*Assignment*
Every line of the records that contains the string "Plus" counts once; give the total and nothing else.

*Exercise inputs*
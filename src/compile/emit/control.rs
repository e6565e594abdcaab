use super::Emitter;
use crate::compile::regs::SReg;

/// Conditional branches test S0.
#[derive(Copy, Clone, Debug, Eq, PartialEq)]
pub enum Cond {
    Zero,
    NonZero,
    Plus,
    Minus,
}

impl Cond {
    fn mnemonic(self) -> &'static str {
        match self {
            Cond::Zero => "JSZ",
            Cond::NonZero => "JSN",
            Cond::Plus => "JSP",
            Cond::Minus => "JSM",
        }
    }
}

impl Emitter {
    pub fn jump(&mut self, label: &str) {
        self.instr("J", label);
    }

    pub fn branch(&mut self, cond: Cond, label: &str) {
        self.instr(cond.mnemonic(), label);
    }

    /// Tests a register's sign-bit truth value and branches when false
    /// (zero is false, so JSP falls on the false side).
    pub fn branch_false(&mut self, r: SReg, label: &str) {
        self.instr("S0", &r.to_string());
        self.branch(Cond::Plus, label);
    }

    /// Indirect jump through B01; the word address must already be in an
    /// S register.
    pub fn jump_register(&mut self, addr: SReg) {
        self.instr("A1", &addr.to_string());
        self.instr("B01", "A1");
        self.instr("J", "B01");
    }

    /// Unit entry: push the caller's frame pointer, push the return
    /// address out of B00, establish the new frame, and drop the stack by
    /// the frame size held behind a forward-referenced equate. PROGRAM
    /// units additionally initialise formatted I/O.
    pub fn prolog(&mut self, entry: &str, frame_label: &str, is_program: bool) {
        self.instr_labeled(entry, "A7", "A7-1");
        self.instr("0,A7", "A6");
        self.instr("A1", "B00");
        self.instr("A7", "A7-1");
        self.instr("0,A7", "A1");
        self.instr("A6", "A7");
        self.instr("A1", frame_label);
        self.instr("A7", "A7-A1");
        if is_program {
            self.call("@%inifio");
        }
    }

    /// Unit exit, mirroring `prolog`. The caller loads S7 from the result
    /// slot first for FUNCTION units.
    pub fn epilog(&mut self) {
        self.instr("A7", "A6");
        self.instr("A1", "0,A7");
        self.instr("B00", "A1");
        self.instr("A7", "A7+1");
        self.instr("A6", "0,A7");
        self.instr("A7", "A7+1");
        self.instr("J", "B00");
    }

    /// Bounds check for a register-held zero-based offset against a
    /// constant extent: negative or past the end traps to the runtime.
    pub fn bounds_check(&mut self, offset: SReg, extent: SReg, err_label: &str, ok_label: &str) {
        self.instr("S0", &offset.to_string());
        self.branch(Cond::Minus, err_label);
        self.instr("S0", &format!("{}-{}", offset, extent));
        self.branch(Cond::Minus, ok_label);
        self.place_label(err_label);
        self.call("@%bnderr");
        self.place_label(ok_label);
    }
}

#[cfg(test)]
mod test {
    use super::*;

    #[test]
    fn prolog_shape() {
        let mut em = Emitter::new();
        em.prolog("@MAIN", "L00001", true);
        let l = em.code_lines();
        assert_eq!(l[0], "@MAIN    A7        A7-1");
        assert_eq!(l[1], "         0,A7      A6");
        assert_eq!(l[2], "         A1        B00");
        assert_eq!(l[5], "         A6        A7");
        assert_eq!(l[6], "         A1        L00001");
        assert_eq!(l[7], "         A7        A7-A1");
        assert_eq!(l[8], "         R         @%inifio");
    }

    #[test]
    fn subroutine_prolog_skips_io_init() {
        let mut em = Emitter::new();
        em.prolog("@SUB", "L00002", false);
        assert!(!em.code_lines().iter().any(|s| s.contains("inifio")));
    }

    #[test]
    fn epilog_mirrors_prolog() {
        let mut em = Emitter::new();
        em.epilog();
        let l = em.code_lines();
        assert_eq!(l[0], "         A7        A6");
        assert_eq!(l.last().unwrap(), "         J         B00");
    }

    #[test]
    fn branch_false_tests_the_sign_bit() {
        let mut em = Emitter::new();
        em.branch_false(SReg(2), "L00005");
        let l = em.code_lines();
        assert_eq!(l[0], "         S0        S2");
        assert_eq!(l[1], "         JSP       L00005");
    }
}
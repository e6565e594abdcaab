//! FORTRAN 77 front end and CAL back end.
//!
//! The library compiles fixed-form FORTRAN 77 source into CAL (Cray
//! Assembly Language) text for an X-MP-class machine. The main entry
//! point is [`compile::compile`], which drives whole program units
//! through classification, expression evaluation, storage layout, and
//! code emission.

pub mod compile;
pub mod error;
pub mod util;
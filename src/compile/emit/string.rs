use super::Emitter;
use crate::compile::regs::{SReg, S_RESULT};

/// Character operations run in the runtime library on a two-word stack
/// frame of descriptors. `@_cmpstr` returns the comparison sign in S7;
/// `@_catstr` returns the descriptor of the concatenation; `@_cpystr`
/// copies right into left, honouring both lengths with blank padding.
impl Emitter {
    pub fn copy_str(&mut self, dst_desc: SReg, src_desc: SReg, save_mask: u8) {
        self.primitive_call("@%cpystr", &[dst_desc, src_desc], save_mask);
    }

    pub fn compare_str(&mut self, d: SReg, a_desc: SReg, b_desc: SReg, save_mask: u8) {
        self.primitive_call("@%cmpstr", &[a_desc, b_desc], save_mask);
        self.move_s(d, S_RESULT);
    }

    pub fn concat_str(&mut self, d: SReg, a_desc: SReg, b_desc: SReg, save_mask: u8) {
        self.primitive_call("@%catstr", &[a_desc, b_desc], save_mask);
        self.move_s(d, S_RESULT);
    }
}

#[cfg(test)]
mod test {
    use super::*;

    #[test]
    fn copy_pushes_two_descriptors() {
        let mut em = Emitter::new();
        em.copy_str(SReg(1), SReg(2), 0);
        let l = em.code_lines();
        assert_eq!(l[1], "         0,A7      S1");
        assert_eq!(l[3], "         0,A7      S2");
        assert_eq!(l[4], "         R         @%cpystr");
        assert_eq!(l[5], "         A7        A7+2");
    }
}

*Response to the exercise*
3